FIG. 6 shows the structure and restriction enzyme cleavage position of the DNA fragment shown in SEQ ID NO: (1) of the Sequence Listing.

FIG. 7 shows the structure and restriction enzyme cleavage position of the DNA fragment shown in SEQ ID NO: (1) of the Sequence Listing.

FIG. 8 shows a group of genes contained on the DNA fragment inserted into the plasmid p3-11.

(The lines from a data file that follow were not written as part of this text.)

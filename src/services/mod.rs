//! Listing, signing, and tree navigation over a single bucket.

pub mod issuer;
pub mod listing;
#[cfg(test)]
pub mod memory_store;
pub mod navigator;
pub mod store;
use crate::config::RetryConfig;
use std::time::Duration;
use time::OffsetDateTime;

/// What to do after the `n`th consecutive failure.
#[derive(Debug, Clone, Copy, PartialEq, Eq)]
pub enum NextStep {
    Retry(Duration),
    CoolDown(Duration),
}

/// Exponential backoff with a cool-down once the retry budget is spent.
///
/// The delay after the `n`th consecutive failure is `base * 2^(n-1)`. When `n`
/// reaches `max_retries` the scheduler waits out `cooldown`, resets the
/// counter and starts over.
#[derive(Debug, Clone, Copy, PartialEq, Eq)]
pub struct BackoffPolicy {
    pub base_delay: Duration,
    pub max_retries: u32,
    pub cooldown: Duration,
}

impl Default for BackoffPolicy {
    fn default() -> Self {
        Self::from_config(&RetryConfig::default())
    }
}

impl BackoffPolicy {
    #[must_use]
    pub const fn from_config(config: &RetryConfig) -> Self {
        Self {
            base_delay: Duration::from_secs(config.base_delay_secs),
            max_retries: config.max_retries,
            cooldown: Duration::from_secs(config.cooldown_secs),
        }
    }

    /// Delay before retry number `retry` (1-based).
    #[must_use]
    pub fn delay_for(&self, retry: u32) -> Duration {
        let exponent = retry.saturating_sub(1);
        let factor = 2u32.checked_pow(exponent).unwrap_or(u32::MAX);
        self.base_delay.saturating_mul(factor)
    }

    /// `retry_count` is the counter after recording the failure.
    #[must_use]
    pub fn after_failure(&self, retry_count: u32) -> NextStep {
        if self.is_exhausted(retry_count) {
            NextStep::CoolDown(self.cooldown)
        } else {
            NextStep::Retry(self.delay_for(retry_count))
        }
    }

    #[must_use]
    pub const fn is_exhausted(&self, retry_count: u32) -> bool {
        retry_count >= self.max_retries
    }

    /// How much of the cool-down is left, given when the last failure happened.
    /// A missing timestamp means the full cool-down.
    #[must_use]
    pub fn remaining_cooldown(&self, last_attempt_at: Option<OffsetDateTime>, now: OffsetDateTime) -> Duration {
        let Some(last) = last_attempt_at else {
            return self.cooldown;
        };
        let elapsed = Duration::try_from(now - last).unwrap_or(Duration::ZERO);
        self.cooldown.saturating_sub(elapsed)
    }
}

#[cfg(test)]
mod tests {
    use super::*;

    #[test]
    fn test_delay_doubles_until_cooldown() {
        let policy = BackoffPolicy::default();

        let steps: Vec<_> = (1..=5).map(|n| policy.after_failure(n)).collect();
        assert_eq!(
            steps,
            vec![
                NextStep::Retry(Duration::from_secs(5)),
                NextStep::Retry(Duration::from_secs(10)),
                NextStep::Retry(Duration::from_secs(20)),
                NextStep::Retry(Duration::from_secs(40)),
                NextStep::CoolDown(Duration::from_secs(3600)),
            ]
        );
    }

    #[test]
    fn test_delay_saturates() {
        let policy = BackoffPolicy { base_delay: Duration::from_secs(5), max_retries: u32::MAX, cooldown: Duration::ZERO };
        assert_eq!(policy.delay_for(64), Duration::from_secs(5).saturating_mul(u32::MAX));
    }

    #[test]
    fn test_remaining_cooldown() {
        let policy = BackoffPolicy::default();
        let now = OffsetDateTime::now_utc();

        assert_eq!(policy.remaining_cooldown(None, now), Duration::from_secs(3600));
        assert_eq!(
            policy.remaining_cooldown(Some(now - time::Duration::minutes(20)), now),
            Duration::from_secs(2400)
        );
        assert_eq!(policy.remaining_cooldown(Some(now - time::Duration::hours(3)), now), Duration::ZERO);
        // Clock moved backwards
        assert_eq!(
            policy.remaining_cooldown(Some(now + time::Duration::minutes(5)), now),
            Duration::from_secs(3600)
        );
    }
}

─────────────────────────────────────────────────── ───

[Procedure amendment]

[Submission date] September 13, 1993

[Procedure Amendment 1]

[Document name to be corrected] Drawing

[Name of item to be corrected] Figure 3

[Correction method] Change

[Correction content]

[Figure 3]

[Procedure Amendment 2]

[Document name to be corrected] Drawing

[Correction target item name] Figure 8

[Correction method] Change

[Correction content]

[Figure 8]

Claims (4)

[Claims] 1. A method for producing a substance, comprising culturing a microorganism belonging to the genus Escherichia in a medium, accumulating and producing the target substance in the medium, and collecting the target substance, which is represented by SEQ ID NO: 1 in the sequence listing. A method for producing the target substance, which comprises increasing the intracellular concentration of a protein having an amino acid sequence. 2. The means for increasing the intracellular concentration of a protein having the amino acid sequence represented by SEQ ID NO: 1 in the sequence listing is to increase the expression level of the gene encoding the protein. 1. A method for producing a target substance according to 1. 3. The means for increasing the intracellular concentration of a protein having the amino acid sequence shown in SEQ ID NO: 1 of the Sequence Listing is increasing the copy number of the gene encoding the protein. 2. A method for producing a target substance according to 2. 4. A gene encoding a protein having the amino acid sequence shown in SEQ ID NO: 1 of Sequence Listing is 2350 from ACA 1138 to 1140 of SEQ ID NO: 1 in Sequence Listing.
4. The method for producing a target substance according to claim 3, which has the base sequence of the 2352nd AAT.